- The Washington Times - Wednesday, March 2, 2022

Sen Joe Manchin III on Tuesday shot down President Biden’s calls to revive the administration’s $1.75 trillion social welfare and climate package, known as the Build Back Better Act.

Mr. Manchin, a West Virginia Democrat and key swing vote in the evenly split Senate, said that Mr. Biden’s calls to bring back portions of the package were surprising.

“They just can’t help themselves,” Mr. Manchin said. “I don’t know where that came from, nothing’s changed.”

During his first state of the union address Tuesday, Mr. Biden sought to recast the spending proposal as an inflation and deficit remedy.

“My plan to fight inflation will lower your costs and lower the deficit,” Mr. Biden said. “Seventeen Nobel laureates in economics say my plan will ease long-term inflationary pressures.”

Mr. Biden ticked off several key provisions within the spending bill, including allowing Medicare to negotiate the price of prescription drugs and subsidized child care, as proof.

SEE ALSO: Sen. Joe Manchin sits with Republicans during State of the Union

“When we invest in our workers, when we build the economy from the bottom up and the middle out together,” Mr. Biden said. “We can do something we haven’t done in a long time: build a better America.”

Mr. Manchin does not appear to believe the rhetoric.

“I’ve never found out that you can lower costs by spending more,” he said.

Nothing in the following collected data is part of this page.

use crate::document::{ConversionOutput, CountryPayload};
use crate::error::ConvertError;
use crate::sectioned::{SectionedOutput, SectionedPayload};
use crate::value::MetaValue;
use chrono::{SecondsFormat, Utc};
use serde::Serialize;
use sha2::{Digest, Sha256};
use std::collections::BTreeMap;
use std::fs;
use std::path::{Path, PathBuf};

pub const COUNTRY_PLACEHOLDER: &str = "{country}";
pub const CONVERTER_VERSION_ENV: &str = "CONVERTER_VERSION";

#[derive(Debug, Clone, Default, PartialEq, Eq)]
pub struct OutputOptions {
    pub output: Option<PathBuf>,
    pub output_pattern: Option<String>,
    pub split_by_country: bool,
    /// 1-based position in the discovered country list.
    pub country_column: Option<usize>,
    pub auto_output: bool,
    pub output_dir: Option<PathBuf>,
    pub sample: bool,
}

impl OutputOptions {
    fn is_templated(&self) -> bool {
        self.split_by_country
            || self.output_pattern.is_some()
            || self.country_column.is_some()
            || self
                .output
                .as_ref()
                .is_some_and(|path| path.to_string_lossy().contains(COUNTRY_PLACEHOLDER))
    }

    /// Output path (possibly containing `{country}`) for a given input file.
    pub fn resolve_path(&self, input_path: &Path) -> Result<String, ConvertError> {
        if self.auto_output {
            let stem = input_path
                .file_stem()
                .map(|stem| stem.to_string_lossy().into_owned())
                .unwrap_or_else(|| "output".to_string());
            let dir = match &self.output_dir {
                Some(dir) => dir.clone(),
                None => input_path
                    .parent()
                    .filter(|parent| !parent.as_os_str().is_empty())
                    .map(Path::to_path_buf)
                    .unwrap_or_else(|| PathBuf::from(".")),
            };
            let name = if self.is_templated() {
                format!("{stem}_{COUNTRY_PLACEHOLDER}.json")
            } else {
                format!("{stem}.json")
            };
            return Ok(dir.join(name).to_string_lossy().into_owned());
        }
        self.output
            .as_ref()
            .map(|path| path.to_string_lossy().into_owned())
            .ok_or_else(|| {
                ConvertError::Output("no output path given (pass an output path or use auto output)".to_string())
            })
    }
}

#[derive(Debug, Clone, PartialEq, Eq)]
pub struct GenerationMetadata {
    pub generated_at: String,
    pub input_sha256: String,
    pub input_file_name: String,
    pub converter_version: String,
}

impl GenerationMetadata {
    pub fn collect(input_path: &Path, input_bytes: &[u8], converter_version: Option<&str>) -> Self {
        Self {
            generated_at: Utc::now().to_rfc3339_opts(SecondsFormat::Secs, true),
            input_sha256: sha256_bytes(input_bytes),
            input_file_name: input_path
                .file_name()
                .map(|name| name.to_string_lossy().into_owned())
                .unwrap_or_default(),
            converter_version: resolve_converter_version(converter_version),
        }
    }

    pub fn apply(&self, metadata: &mut BTreeMap<String, MetaValue>) {
        metadata.insert("generatedAt".to_string(), MetaValue::text(self.generated_at.as_str()));
        metadata.insert("inputSha256".to_string(), MetaValue::text(self.input_sha256.as_str()));
        metadata
            .entry("inputFileName".to_string())
            .or_insert_with(|| MetaValue::text(self.input_file_name.as_str()));
        metadata.insert(
            "converterVersion".to_string(),
            MetaValue::text(self.converter_version.as_str()),
        );
    }

    /// Stamps every payload that carries a metadata object. Plain subtitle lists have none.
    pub fn apply_all(&self, output: &mut ConversionOutput) {
        match output {
            ConversionOutput::Unified(document) => {
                for (_, payload) in &mut document.by_country {
                    self.apply(&mut payload.metadata_global);
                }
            }
            ConversionOutput::Sectioned(SectionedOutput::Single(payload)) => self.apply(&mut payload.metadata),
            ConversionOutput::Sectioned(SectionedOutput::Multi(document)) => {
                for (_, payload) in &mut document.by_country {
                    self.apply(&mut payload.metadata);
                }
            }
            ConversionOutput::Simple(_) => {}
        }
    }
}

pub fn resolve_converter_version(explicit: Option<&str>) -> String {
    if let Some(version) = explicit.map(str::trim).filter(|version| !version.is_empty()) {
        return version.to_string();
    }
    match std::env::var(CONVERTER_VERSION_ENV) {
        Ok(version) if !version.trim().is_empty() => version.trim().to_string(),
        _ => env!("CARGO_PKG_VERSION").to_string(),
    }
}

pub fn sha256_bytes(bytes: &[u8]) -> String {
    let mut hasher = Sha256::new();
    hasher.update(bytes);
    let digest = hasher.finalize();
    format!("{:x}", digest)
}

fn split_extension(path: &str) -> (&str, &str) {
    let name_start = path.rfind(['/', '\\']).map_or(0, |idx| idx + 1);
    match path[name_start..].rfind('.') {
        Some(dot) if dot > 0 => path.split_at(name_start + dot),
        _ => (path, ""),
    }
}

pub fn ensure_country_placeholder(pattern: &str) -> String {
    if pattern.contains(COUNTRY_PLACEHOLDER) {
        return pattern.to_string();
    }
    let (root, ext) = split_extension(pattern);
    format!("{root}_{COUNTRY_PLACEHOLDER}{ext}")
}

pub fn sample_path(path: &Path) -> PathBuf {
    let text = path.to_string_lossy();
    let (root, ext) = split_extension(&text);
    let ext = if ext.is_empty() { ".json" } else { ext };
    PathBuf::from(format!("{root}_sample{ext}"))
}

/// `<code>_<language>` when the payload carries a language, else the code.
pub fn country_token(code: &str, payload: &CountryPayload) -> String {
    match payload.language() {
        Some(language) => format!("{code}_{}", language.trim()),
        None => code.to_string(),
    }
}

pub fn write_json<T: Serialize>(path: &Path, value: &T) -> Result<(), ConvertError> {
    if let Some(parent) = path.parent().filter(|parent| !parent.as_os_str().is_empty()) {
        fs::create_dir_all(parent)?;
    }
    let json = serde_json::to_string_pretty(value)
        .map_err(|err| ConvertError::Output(format!("serialize {}: {err}", path.display())))?;
    fs::write(path, json)?;
    tracing::info!(path = %path.display(), "wrote json");
    Ok(())
}

/// Per-country payload shapes the router writes one file for.
trait CountryOutput: Serialize + Clone {
    fn token(&self, code: &str) -> String;
    fn sample(&self) -> Self;
    fn localize(&mut self, _code: &str) {}
}

impl CountryOutput for CountryPayload {
    fn token(&self, code: &str) -> String {
        country_token(code, self)
    }

    fn sample(&self) -> Self {
        CountryPayload::sample(self)
    }

    fn localize(&mut self, code: &str) {
        self.trim_logo_anim_overview(code);
    }
}

impl CountryOutput for SectionedPayload {
    fn token(&self, code: &str) -> String {
        code.to_string()
    }

    fn sample(&self) -> Self {
        SectionedPayload::sample(self)
    }
}

struct Writer<'a> {
    options: &'a OutputOptions,
    written: Vec<PathBuf>,
}

impl Writer<'_> {
    fn write<T: Serialize>(&mut self, path: PathBuf, value: &T, sample: impl FnOnce() -> T) -> Result<(), ConvertError> {
        write_json(&path, value)?;
        let sample_file = sample_path(&path);
        self.written.push(path);
        if self.options.sample {
            write_json(&sample_file, &sample())?;
            self.written.push(sample_file);
        }
        Ok(())
    }

    fn write_country<T: CountryOutput>(
        &mut self,
        pattern: &str,
        code: &str,
        payload: &T,
        suffix: &str,
    ) -> Result<(), ConvertError> {
        let mut payload = payload.clone();
        payload.localize(code);
        let token = format!("{}{suffix}", payload.token(code));
        let path = PathBuf::from(pattern.replace(COUNTRY_PLACEHOLDER, &token));
        self.write(path, &payload, || payload.sample())
    }

    /// Single-file mode: the chosen `country_column`, else the last country.
    fn write_selected<T: CountryOutput>(
        &mut self,
        base: String,
        by_country: &[(String, T)],
    ) -> Result<(), ConvertError> {
        let options = self.options;
        let selected = options
            .country_column
            .and_then(|column| column.checked_sub(1))
            .and_then(|idx| by_country.get(idx))
            .or_else(|| by_country.last());
        let Some((code, payload)) = selected else {
            return Err(ConvertError::Output("no country columns found in input".to_string()));
        };
        if let Some(column) = options.country_column {
            if column == 0 || column > by_country.len() {
                tracing::warn!(column, selected = %code, "country column out of range; using last country");
            }
        }
        let pattern = if base.contains(COUNTRY_PLACEHOLDER) {
            base
        } else if let Some(pattern) = &options.output_pattern {
            ensure_country_placeholder(pattern)
        } else {
            base
        };
        self.write_country(&pattern, code, payload, "")
    }
}

/// Writes the conversion result according to the output options.
///
/// `variant` re-runs the conversion for an alternate variant pair index; it is
/// only called when splitting and a country has more than one pair.
pub fn route_output<F>(
    output: &ConversionOutput,
    input_path: &Path,
    options: &OutputOptions,
    mut variant: F,
) -> Result<Vec<PathBuf>, ConvertError>
where
    F: FnMut(usize) -> Result<ConversionOutput, ConvertError>,
{
    let base = options.resolve_path(input_path)?;
    let mut writer = Writer {
        options,
        written: Vec::new(),
    };
    let split_pattern = || ensure_country_placeholder(options.output_pattern.as_deref().unwrap_or(&base));

    match output {
        ConversionOutput::Simple(document) => {
            writer.write(PathBuf::from(&base), document, || document.sample())?;
        }
        ConversionOutput::Sectioned(SectionedOutput::Single(payload)) => {
            writer.write(PathBuf::from(&base), payload, || payload.sample())?;
        }
        ConversionOutput::Sectioned(SectionedOutput::Multi(document)) if options.split_by_country => {
            let pattern = split_pattern();
            for (code, payload) in &document.by_country {
                writer.write_country(&pattern, code, payload, "")?;
            }
        }
        ConversionOutput::Sectioned(SectionedOutput::Multi(document)) => {
            writer.write_selected(base.clone(), &document.by_country)?;
        }
        ConversionOutput::Unified(document) if options.split_by_country => {
            let pattern = split_pattern();
            for (code, payload) in &document.by_country {
                writer.write_country(&pattern, code, payload, "")?;

                for variant_index in 1..document.variant_count(code) {
                    let alternate = match variant(variant_index)? {
                        ConversionOutput::Unified(alternate) => alternate,
                        _ => continue,
                    };
                    let Some(payload) = alternate.payload(code) else {
                        tracing::warn!(country = %code, variant = variant_index, "variant conversion lost country");
                        continue;
                    };
                    writer.write_country(&pattern, code, payload, &format!("_v{variant_index}"))?;
                }
            }
        }
        ConversionOutput::Unified(document) => {
            writer.write_selected(base.clone(), &document.by_country)?;
        }
    }
    Ok(writer.written)
}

His comments are the latest signal that Democrats face an uphill battle in trying to revive the package after Mr. Manchin single-handedly killed it last year.

Given solid GOP opposition, the only hope Democrats have for passage is using a party-line procedure known as budget reconciliation. The process allows some tax-and-spending measures to avert the Senate’s 60-vote filibuster threshold and pass with a simple majority.

Reconciliation proved impossible last year when Mr. Manchin signaled his opposition over fears the legislation would exacerbate inflation. At the moment, little seems to have changed.

“There might be parts they want to talk about. I don’t know,” Mr. Manchin said. “That was a little bit far.”